A price on carbon for a carbon-constrained world

We propose to implement a carbon tax of $30/tonne, with the price to increase in line with carbon prices adopted by Australia’s key trade partners. 

This would raise over $10 billion per year, funding income tax cuts that will assist those affected by short-term price impacts and fund investment in transforming the electricity grid. 

Note: Based on total 2018-19 federal government revenue of $456 billion. 

For more details on how we plan to reform the tax system, see our economic platform.

The world has changed, global carbon pricing is here 

Recent progress shows there is growing momentum for carbon pricing at a global level, following announced commitments by major economies. This concept of countries agreeing to iterative and progressively more ambitious commitments toward climate goals has been explained by Nobel Prize-winning economist William Nordhaus in what he calls ‘Climate Clubs’

Critics of carbon pricing, such as Tony Abbott, argued that it would make Australia less competitive. Notwithstanding the extreme short-sightedness of this thinking, the geopolitical situation with respect to climate change has changed since 2014. The EU is developing policy to implement a carbon border adjustment mechanism, which will mean Australia will be penalised for not having a carbon price. Note the current EU carbon price is around US$40/tonne. 

Energy policy certainty will stimulate investment 

The economic analysis is very clear. A price on carbon is the most efficient way to ‘internalise’ the cost of carbon. It is technology-agnostic, meaning it does not require government to make bets on what are the best low-emissions technologies. It will create a price signal that will allow the market to decide the least cost pathway to decarbonation across all sectors of the economy.  

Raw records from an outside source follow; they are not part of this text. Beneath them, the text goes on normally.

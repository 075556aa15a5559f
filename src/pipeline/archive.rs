//! Gzipped tarball of the release artifacts.

use crate::error::{CliError, ReleaseError, Result};
use flate2::Compression;
use flate2::write::GzEncoder;
use sha2::{Digest, Sha256};
use std::fs::File;
use std::io::{BufWriter, Read};
use std::path::{Path, PathBuf};

/// A created archive
#[derive(Debug, Clone, PartialEq, Eq)]
pub struct ArchiveInfo {
    /// Archive location
    pub path: PathBuf,
    /// Size in bytes
    pub size_bytes: u64,
    /// Hex SHA-256 of the archive
    pub sha256: String,
}

/// Pack the contents of `source_dir` (not the directory itself) into a
/// `.tar.gz` at `dest`.
pub async fn create_archive(source_dir: &Path, dest: &Path) -> Result<ArchiveInfo> {
    let source_dir = source_dir.to_path_buf();
    let dest = dest.to_path_buf();

    tokio::task::spawn_blocking(move || build_archive(&source_dir, &dest))
        .await
        .map_err(|e| {
            ReleaseError::Cli(CliError::ExecutionFailed {
                command: "create_archive".to_string(),
                reason: format!("Archive task failed: {e}"),
            })
        })?
}

fn build_archive(source_dir: &Path, dest: &Path) -> Result<ArchiveInfo> {
    if !source_dir.is_dir() {
        return Err(ReleaseError::Io(std::io::Error::new(
            std::io::ErrorKind::NotFound,
            format!("Nothing to archive: {} is not a directory", source_dir.display()),
        )));
    }

    let file = File::create(dest)?;
    let encoder = GzEncoder::new(BufWriter::new(file), Compression::default());
    let mut builder = tar::Builder::new(encoder);
    builder.follow_symlinks(false);
    builder.append_dir_all(".", source_dir)?;
    builder.into_inner()?.finish()?.into_inner().map_err(|e| e.into_error())?;

    let (size_bytes, sha256) = digest_file(dest)?;
    log::info!(
        "Created {} ({} bytes, sha256 {})",
        dest.display(),
        size_bytes,
        sha256
    );

    Ok(ArchiveInfo {
        path: dest.to_path_buf(),
        size_bytes,
        sha256,
    })
}

fn digest_file(path: &Path) -> std::io::Result<(u64, String)> {
    let mut file = File::open(path)?;
    let mut hasher = Sha256::new();
    let mut buf = [0u8; 64 * 1024];
    let mut total = 0u64;

    loop {
        let n = file.read(&mut buf)?;
        if n == 0 {
            break;
        }
        hasher.update(&buf[..n]);
        total += n as u64;
    }

    Ok((total, hex::encode(hasher.finalize())))
}

#[cfg(test)]
mod tests {
    use super::*;
    use flate2::read::GzDecoder;

    #[tokio::test]
    async fn test_archive_contains_directory_contents() {
        let tmp = tempfile::tempdir().unwrap();
        let linux = tmp.path().join("linux");
        std::fs::create_dir_all(&linux).unwrap();
        std::fs::write(linux.join("openwrt.bin"), b"image").unwrap();

        let dest = tmp.path().join("abc.tar.gz");
        let info = create_archive(&linux, &dest).await.unwrap();
        assert_eq!(info.sha256.len(), 64);
        assert_eq!(info.size_bytes, std::fs::metadata(&dest).unwrap().len());

        let mut archive = tar::Archive::new(GzDecoder::new(File::open(&dest).unwrap()));
        let names: Vec<String> = archive
            .entries()
            .unwrap()
            .map(|e| e.unwrap().path().unwrap().to_string_lossy().into_owned())
            .collect();
        assert!(names.iter().any(|n| n.ends_with("openwrt.bin")));
    }

    #[tokio::test]
    async fn test_missing_source_dir() {
        let tmp = tempfile::tempdir().unwrap();
        let result = create_archive(&tmp.path().join("missing"), &tmp.path().join("x.tar.gz")).await;
        assert!(result.is_err());
    }
}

A carbon tax and an emissions-trading scheme (ETS) are both ways of implementing a price on carbon. A carbon tax sets a price and then lets the market determine the quantity of carbon emissions, while an ETS sets the quantity (cap) and then lets the market determine the price (trade). A carbon tax is preferred by business because it provides industry firms with a fixed price, allowing businesses to make informed budgeting and investment decisions. 

Price certainty under a carbon tax is especially critical for investment in electricity assets like energy generation/storage and transmission lines. The lack of a coherent energy policy under successive Liberal/National governments has driven underinvestment in energy generation assets, driving up energy prices. A carbon price will be the backbone of a consistent and long-term energy policy for Australia and support the positive contributions made by individual Australian states and industries.